Monday, Jan. 28, 1935
After 65
John Steven McGroarty, onetime newshawk, is poet laureate of California by act of the Legislature. Three months ago Californians gave him another distinction when they elected him to Congress. Last week he won for himself still another distinction when he beat President Roosevelt by 24 hours in getting a "social security" measure to Congress. Said Laureate-Congressman McGroarty of his bill:
"Why, this will mean permanent prosperity. It will empty the poorhouses and the jails. It will cure 90% of our problems. You can't laugh it down. This won't debunk. It's the simplest thing in the world. These professional economists can't see it. It comes from the brain of a little country doctor. God always picks a man like that!"
The McGroarty Bill called for the Townsend Plan--$200 a month pension for every well-behaved oldster over 60.
Next day President Roosevelt sent a message to Congress:
"It is overwhelmingly important to avoid any danger of permanently discrediting the sound and necessary policy of Federal legislation for economic security by attempting to apply it on too ambitious a scale before actual experience has provided guidance for the permanently safe direction of such efforts. The place of such a fundamental in our future civilization is too precious to be jeopardized now by extravagant action."
With this admonition the President sent a report on social security drafted not by a man picked by God but by his Cabinet Committee on Economic Security, assisted by civitarians, welfare workers, actuaries, medical men, etc. Within the hour an Administration Bill embodying the Committee's proposals was in the legislative hopper. Its chief points:
Unemployment Insurance. A Federal tax on payrolls will finance the plan. The rate will scale up to 3% in 1938. In any year an employer may deduct up to 90% from his payroll tax for the amount he pays into his State's unemployment insurance fund. The States, within limits, will be permitted to figure out their own insurance plans, but the funds collected must be deposited for safekeeping in the U. S. Treasury. Suggested plan for State adoption:
Four weeks after becoming jobless a man should begin drawing half pay from the insurance fund or $15 a week, whichever is less. This payment should continue from 15 to 25 weeks depending on how long the beneficiary had been previously employed. After 25 weeks insurance payments should end and the unemployed person should go on work relief.
Old Age Pensions. Provision for the aged is divided into three parts.
1) The Federal Government will pay half the amount of State pensions to poor persons now over 65 but not more than $15 a month. If such a pensioner leaves any estate, however, the Government will claim from it the total amount of Federal contributions to his pension.
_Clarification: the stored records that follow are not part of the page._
//! Value validation against property and structure-member definitions.
//!
//! Validation normalises where the conversion is lossless (integers written
//! into float properties, plain names written into reference properties) and
//! otherwise rejects the value without touching any state.

use quire_primitives::{ElementRef, PropertyValue, Structure};

use crate::defn::{PropertyDefn, PropertyType, StructDefn};
use crate::error::ValueError;
use crate::registry::SchemaRegistry;


/// Validates (and normalises) a complete value for `defn`.
///
/// List properties take a `List` whose items are validated against the item
/// type. Element-typed values are only shape-checked here; kind compatibility
/// of the referenced element is a containment concern of the model.
pub fn validate_value(
	schema: &SchemaRegistry,
	defn: &PropertyDefn,
	value: PropertyValue,
) -> Result<PropertyValue, ValueError> {
	if value.is_null() {
		return if defn.allows_null() {
			Ok(value)
		} else {
			Err(ValueError::NullNotAllowed {
				property: defn.name.clone(),
			})
		};
	}
	if defn.is_list() {
		let PropertyValue::List(items) = value else {
			return Err(mismatch(defn, &value, "list"));
		};
		return items
			.into_iter()
			.map(|item| validate_item(schema, defn, item))
			.collect::<Result<Vec<_>, _>>()
			.map(PropertyValue::List);
	}
	validate_item(schema, defn, value)
}

/// Validates one item of `defn`'s type, ignoring the `LIST` flag.
pub fn validate_item(
	schema: &SchemaRegistry,
	defn: &PropertyDefn,
	value: PropertyValue,
) -> Result<PropertyValue, ValueError> {
	let value = match (&defn.ty, value) {
		(PropertyType::Bool, v @ PropertyValue::Bool(_)) => v,
		(PropertyType::Int, v @ PropertyValue::Int(_)) => v,
		(PropertyType::Float, PropertyValue::Int(n)) => PropertyValue::Float(n as f64),
		(PropertyType::Float, v @ PropertyValue::Float(_)) => v,
		(PropertyType::String, v @ PropertyValue::String(_)) => v,
		(PropertyType::Choice(choices), PropertyValue::String(s)) => {
			if !choices.iter().any(|c| *c == s) {
				return Err(ValueError::InvalidChoice {
					property: defn.name.clone(),
					value: s,
					allowed: choices.clone(),
				});
			}
			PropertyValue::String(s)
		}
		(PropertyType::ElementRef { .. }, PropertyValue::String(name)) => {
			PropertyValue::Ref(ElementRef::unresolved(name))
		}
		(PropertyType::ElementRef { .. }, v @ PropertyValue::Ref(_)) => v,
		(PropertyType::Structure { defn: expected }, PropertyValue::Structure(s)) => {
			PropertyValue::Structure(validate_structure(schema, defn, expected, s)?)
		}
		(PropertyType::Element { .. }, v @ PropertyValue::Element(_)) => v,
		(_, v) => return Err(mismatch(defn, &v, &defn.ty.describe())),
	};

	check_range(defn, &value)?;
	if let Some(validator) = defn.validator {
		validator(&value).map_err(|reason| ValueError::Invalid {
			property: defn.name.clone(),
			reason,
		})?;
	}
	Ok(value)
}

/// Validates a single member write; `None` clears the member.
///
/// Clearing or blanking a required member is rejected.
pub fn validate_member_write(
	schema: &SchemaRegistry,
	structure: &StructDefn,
	member: &str,
	value: Option<PropertyValue>,
) -> Result<Option<PropertyValue>, ValueError> {
	let Some(defn) = structure.member(member) else {
		return Err(ValueError::UnknownMember {
			structure: structure.name.clone(),
			member: member.to_string(),
		});
	};
	let blank = value.as_ref().is_none_or(PropertyValue::is_blank);
	if defn.is_required() && blank {
		return Err(ValueError::RequiredMemberBlank {
			structure: structure.name.clone(),
			member: member.to_string(),
		});
	}
	value.map(|v| validate_value(schema, defn, v)).transpose()
}

/// Checks that every required member of `value` is present and not blank.
pub fn check_required_members(structure: &StructDefn, value: &Structure) -> Result<(), ValueError> {
	for member in structure.member_defns().filter(|m| m.is_required()) {
		if value.get(&member.name).is_none_or(PropertyValue::is_blank) {
			return Err(ValueError::RequiredMemberBlank {
				structure: structure.name.clone(),
				member: member.name.clone(),
			});
		}
	}
	Ok(())
}

fn validate_structure(
	schema: &SchemaRegistry,
	defn: &PropertyDefn,
	expected: &str,
	value: Structure,
) -> Result<Structure, ValueError> {
	if value.defn() != expected {
		return Err(ValueError::WrongStructure {
			property: defn.name.clone(),
			expected: expected.to_string(),
			got: value.defn().to_string(),
		});
	}
	let Some(structure) = schema.structure(expected) else {
		return Err(ValueError::WrongStructure {
			property: defn.name.clone(),
			expected: expected.to_string(),
			got: value.defn().to_string(),
		});
	};

	let mut out = Structure::new(expected);
	for (name, member_value) in value.members() {
		let Some(member) = structure.member(name) else {
			return Err(ValueError::UnknownMember {
				structure: expected.to_string(),
				member: name.to_string(),
			});
		};
		let normalised = validate_value(schema, member, member_value.clone())?;
		out.set(name, Some(normalised));
	}
	check_required_members(structure, &out)?;
	Ok(out)
}

fn check_range(defn: &PropertyDefn, value: &PropertyValue) -> Result<(), ValueError> {
	let Some(n) = value.as_float() else {
		return Ok(());
	};
	let below = defn.min.is_some_and(|min| n < min);
	let above = defn.max.is_some_and(|max| n > max);
	if below || above {
		return Err(ValueError::OutOfRange {
			property: defn.name.clone(),
			value: n,
			min: defn.min,
			max: defn.max,
		});
	}
	Ok(())
}

fn mismatch(defn: &PropertyDefn, value: &PropertyValue, expected: &str) -> ValueError {
	ValueError::TypeMismatch {
		property: defn.name.clone(),
		expected: expected.to_string(),
		got: value.type_name(),
	}
}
2) All persons under 65, and earning $250 a month or less, would be compulsory members of a Federal annuity system. Funds for these annuities like funds for unemployment insurance will be raised by a payroll tax: 1% for the first five years, 2% for the next five and so on up to a maximum tax of 5%. The tax will be paid by employers who will deduct half of it from the pay envelope of each employe. Thus a clerk getting $20 a week will at first get $19.90 and a stamp for a 10-c- contribution to the annuity fund. By the time the tax reaches 5% the $20 a week clerk will get $19.50 in his envelope and 50-c- in annuity stamps.
No annuities would start until after the system had been in operation five years. The size of the annuities would vary with the number of weekly contributions to the annuity fund. The maximum that any one over 65 would get, after contributing to the annuity fund for 45 years, would be 40% on the first $150 of his monthly wage. Thus if a man works at a wage income of $100 a month for 45 years he will have contributed $1,050 to the annuity fund and his employers an equal amount. The total sum, $2,100, even with 3% interest added, cannot provide many $40-a-month pension payments. On the other hand a man of 20 cannot expect on the average to live beyond 66 so that the Government figures on breaking even.
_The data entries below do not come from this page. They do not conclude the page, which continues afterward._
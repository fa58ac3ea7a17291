//! Registry builder and the frozen [`SchemaRegistry`].

use std::sync::Arc;

use indexmap::IndexMap;
use rustc_hash::{FxHashMap as HashMap, FxHashSet as HashSet};
use tracing::debug;

use crate::defn::{ElementDefn, EXTENDS_PROP, PropertyDefn, PropertyType, STYLE_PROP, StructDefn};
use crate::error::SchemaError;
use crate::validate::validate_value;


/// Builder for constructing a [`SchemaRegistry`].
#[derive(Default)]
pub struct SchemaBuilder {
	elements: Vec<ElementDefn>,
	structures: Vec<StructDefn>,
	style_kind: Option<String>,
}

impl SchemaBuilder {
	pub fn new() -> Self {
		Self::default()
	}

	/// Returns the number of element definitions registered so far.
	pub fn len(&self) -> usize {
		self.elements.len()
	}

	/// Returns true if no element definition has been registered.
	pub fn is_empty(&self) -> bool {
		self.elements.is_empty()
	}

	pub fn register_element(&mut self, defn: ElementDefn) {
		self.elements.push(defn);
	}

	pub fn register_struct(&mut self, defn: StructDefn) {
		self.structures.push(defn);
	}

	/// Chaining form of [`register_element`](Self::register_element).
	pub fn element(mut self, defn: ElementDefn) -> Self {
		self.register_element(defn);
		self
	}

	/// Chaining form of [`register_struct`](Self::register_struct).
	pub fn structure(mut self, defn: StructDefn) -> Self {
		self.register_struct(defn);
		self
	}

	/// Names the element kind used for shared styles and selector styles.
	pub fn style_kind(mut self, kind: impl Into<String>) -> Self {
		self.style_kind = Some(kind.into());
		self
	}

	/// Validates all definitions and freezes them into a registry.
	///
	/// Base chains are flattened (base properties and slots first), the
	/// implicit `extends` and `style` reference properties are injected, and
	/// every kind or structure named by a type is checked to exist.
	pub fn build(self) -> Result<SchemaRegistry, SchemaError> {
		let mut structures: HashMap<String, Arc<StructDefn>> = HashMap::default();
		for mut defn in self.structures {
			if structures.contains_key(&defn.name) {
				return Err(SchemaError::DuplicateStructure(defn.name));
			}
			let mut resolved = IndexMap::new();
			for member in &defn.members {
				if resolved
					.insert(member.name.clone(), Arc::new(member.clone()))
					.is_some()
				{
					return Err(SchemaError::DuplicateProperty {
						owner: defn.name.clone(),
						property: member.name.clone(),
					});
				}
			}
			defn.resolved = resolved;
			structures.insert(defn.name.clone(), Arc::new(defn));
		}

		let mut raw: IndexMap<String, ElementDefn> = IndexMap::new();
		for defn in self.elements {
			if raw.contains_key(&defn.name) {
				return Err(SchemaError::DuplicateElement(defn.name));
			}
			raw.insert(defn.name.clone(), defn);
		}

		let mut resolver = Flattener {
			raw: &raw,
			style_kind: self.style_kind.as_deref(),
			done: HashMap::default(),
			visiting: HashSet::default(),
		};
		for name in raw.keys() {
			resolver.flatten(name)?;
		}
		let elements: HashMap<String, Arc<ElementDefn>> = resolver
			.done
			.into_iter()
			.map(|(k, v)| (k, Arc::new(v)))
			.collect();

		let registry = SchemaRegistry {
			elements,
			structures,
			style_kind: self.style_kind,
		};
		registry.check_links()?;

		debug!(
			elements = registry.elements.len(),
			structures = registry.structures.len(),
			"schema registry built"
		);
		Ok(registry)
	}
}

struct Flattener<'a> {
	raw: &'a IndexMap<String, ElementDefn>,
	style_kind: Option<&'a str>,
	done: HashMap<String, ElementDefn>,
	visiting: HashSet<String>,
}

impl Flattener<'_> {
	fn flatten(&mut self, name: &str) -> Result<(), SchemaError> {
		if self.done.contains_key(name) {
			return Ok(());
		}
		if !self.visiting.insert(name.to_string()) {
			return Err(SchemaError::CyclicBase(name.to_string()));
		}
		let raw = self.raw;
		let Some(defn) = raw.get(name) else {
			return Err(SchemaError::UnknownKind {
				owner: "schema".to_string(),
				kind: name.to_string(),
			});
		};
		let mut out = defn.clone();

		let mut extendable = defn.extendable;
		let mut styled = defn.styled;
		if let Some(base) = &defn.base {
			if !raw.contains_key(base) {
				return Err(SchemaError::UnknownBase {
					element: defn.name.clone(),
					base: base.clone(),
				});
			}
			self.flatten(base)?;
			let base_defn = &self.done[base.as_str()];
			out.ancestry = std::iter::once(base.clone())
				.chain(base_defn.ancestry.iter().cloned())
				.collect();
			out.resolved_slots = base_defn.resolved_slots.clone();
			out.resolved_props = base_defn
				.resolved_props
				.iter()
				.filter(|(k, _)| k.as_str() != EXTENDS_PROP)
				.map(|(k, v)| (k.clone(), v.clone()))
				.collect();
			extendable |= base_defn.extendable;
			styled |= base_defn.styled;
			if out.name_space.is_none() {
				out.name_space = base_defn.name_space.clone();
			}
		}
		out.extendable = extendable;
		out.styled = styled;

		for prop in &defn.properties {
			if out
				.resolved_props
				.insert(prop.name.clone(), Arc::new(prop.clone()))
				.is_some()
			{
				return Err(SchemaError::DuplicateProperty {
					owner: defn.name.clone(),
					property: prop.name.clone(),
				});
			}
		}
		for slot in &defn.slots {
			if out.resolved_slots.iter().any(|s| s.name == slot.name) {
				return Err(SchemaError::DuplicateSlot {
					element: defn.name.clone(),
					slot: slot.name.clone(),
				});
			}
			out.resolved_slots.push(slot.clone());
		}

		if extendable {
			out.resolved_props.insert(
				EXTENDS_PROP.to_string(),
				Arc::new(PropertyDefn::new(
					EXTENDS_PROP,
					PropertyType::ElementRef {
						target: defn.name.clone(),
					},
				)),
			);
		}
		if styled && !out.resolved_props.contains_key(STYLE_PROP) {
			let Some(style_kind) = self.style_kind else {
				return Err(SchemaError::MissingStyleKind {
					element: defn.name.clone(),
				});
			};
			out.resolved_props.insert(
				STYLE_PROP.to_string(),
				Arc::new(PropertyDefn::new(
					STYLE_PROP,
					PropertyType::ElementRef {
						target: style_kind.to_string(),
					},
				)),
			);
		}

		self.visiting.remove(name);
		self.done.insert(name.to_string(), out);
		Ok(())
	}
}

/// Frozen catalog of element kinds and structure layouts.
///
/// Read-only after [`SchemaBuilder::build`]; share it as `Arc<SchemaRegistry>`.
#[derive(Debug)]
pub struct SchemaRegistry {
	elements: HashMap<String, Arc<ElementDefn>>,
	structures: HashMap<String, Arc<StructDefn>>,
	style_kind: Option<String>,
}

impl SchemaRegistry {
	/// Looks up an element kind by name.
	#[inline]
	pub fn element(&self, name: &str) -> Option<&Arc<ElementDefn>> {
		self.elements.get(name)
	}

	/// Looks up a structure definition by name.
	#[inline]
	pub fn structure(&self, name: &str) -> Option<&Arc<StructDefn>> {
		self.structures.get(name)
	}

	/// Looks up a property definition of an element kind.
	pub fn property(&self, kind: &str, property: &str) -> Option<&Arc<PropertyDefn>> {
		self.element(kind)?.property(property)
	}

	/// Kind used for shared and selector styles.
	pub fn style_kind(&self) -> Option<&str> {
		self.style_kind.as_deref()
	}

	/// Returns true if `kind` is `base` or derives from it.
	pub fn is_kind_of(&self, kind: &str, base: &str) -> bool {
		self.element(kind).is_some_and(|d| d.is_kind_of(base))
	}

	/// Iterates over all element kinds in unspecified order.
	pub fn elements(&self) -> impl Iterator<Item = &Arc<ElementDefn>> {
		self.elements.values()
	}

	/// Returns the number of element kinds.
	pub fn len(&self) -> usize {
		self.elements.len()
	}

	/// Returns true if the registry holds no element kinds.
	pub fn is_empty(&self) -> bool {
		self.elements.is_empty()
	}

	fn check_links(&self) -> Result<(), SchemaError> {
		if let Some(style) = &self.style_kind
			&& !self.elements.contains_key(style)
		{
			return Err(SchemaError::UnknownKind {
				owner: "schema style kind".to_string(),
				kind: style.clone(),
			});
		}
		for defn in self.elements.values() {
			for prop in defn.property_defns() {
				self.check_type(&defn.name, prop)?;
				self.check_default(&defn.name, prop)?;
			}
			for slot in defn.slot_defns() {
				for kind in &slot.kinds {
					if !self.elements.contains_key(kind) {
						return Err(SchemaError::UnknownKind {
							owner: format!("{}.{}", defn.name, slot.name),
							kind: kind.clone(),
						});
					}
				}
			}
		}
		for defn in self.structures.values() {
			for member in defn.member_defns() {
				self.check_type(&defn.name, member)?;
				self.check_default(&defn.name, member)?;
			}
			self.check_nesting(defn)?;
		}
		Ok(())
	}

	fn check_type(&self, owner: &str, prop: &PropertyDefn) -> Result<(), SchemaError> {
		match &prop.ty {
			PropertyType::Structure { defn } if !self.structures.contains_key(defn) => {
				Err(SchemaError::UnknownStructure {
					owner: format!("{owner}.{}", prop.name),
					structure: defn.clone(),
				})
			}
			PropertyType::ElementRef { target } if !self.elements.contains_key(target) => {
				Err(SchemaError::UnknownKind {
					owner: format!("{owner}.{}", prop.name),
					kind: target.clone(),
				})
			}
			PropertyType::Element { kinds } => {
				match kinds.iter().find(|k| !self.elements.contains_key(*k)) {
					Some(kind) => Err(SchemaError::UnknownKind {
						owner: format!("{owner}.{}", prop.name),
						kind: kind.clone(),
					}),
					None => Ok(()),
				}
			}
			_ => Ok(()),
		}
	}

	fn check_default(&self, owner: &str, prop: &PropertyDefn) -> Result<(), SchemaError> {
		let Some(default) = &prop.default else {
			return Ok(());
		};
		validate_value(self, prop, default.clone())
			.map(|_| ())
			.map_err(|source| SchemaError::InvalidDefault {
				owner: owner.to_string(),
				property: prop.name.clone(),
				source,
			})
	}

	/// A structure may embed structures whose members are all non-structure.
	fn check_nesting(&self, defn: &StructDefn) -> Result<(), SchemaError> {
		for member in defn.member_defns() {
			let Some(inner) = member.struct_name().and_then(|n| self.structure(n)) else {
				continue;
			};
			if inner.member_defns().any(|m| m.struct_name().is_some()) {
				return Err(SchemaError::NestingTooDeep {
					structure: defn.name.clone(),
				});
			}
		}
		Ok(())
	}
}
3) Anyone might voluntarily contribute to the Government's fund to buy a small annuity, up to a maximum of $50 a month. This puts the Government directly into the business of selling annuities, just as life insurance companies do.
Health Insurance. Because the medical profession has kicked up such sand, President Roosevelt sidestepped the question of health insurance. As a sop he proposed to distribute to the States the following sums for the following purposes:
P:$25,000,000 a year for the care of dependent children.
P:$4,000,000 a year for the care of mothers.
P:$3,000,000 a year for the care of crippled children.
P:$1,500,000 a year for child welfare.
P:$10,000,000 a year for Public Health services and research.
Cost. For fiscal 1936 $98,400,000 will start the Social Security project. In succeeding years the Federal cost of pensions and insurance benefits will jump the total to $217,500,000. Theoretically this sum will gradually decrease as the aged get annuities that have been paid for instead of pensions for being destitute.
Kicks. Congressional kicks against the Administration's Social Security program were that it was not liberal enough. To Townsend Planners the idea of $30 a month pensions was small change compared to their proposal of $200 a month. Said Senator Borah: "I am not satisfied to make an outlay of nearly $1,000.000,000 for armaments and $15 for old age." Said Senator Nye: "We are led to the mountain top by the generalized prospectus and rudely dropped by the detailed program."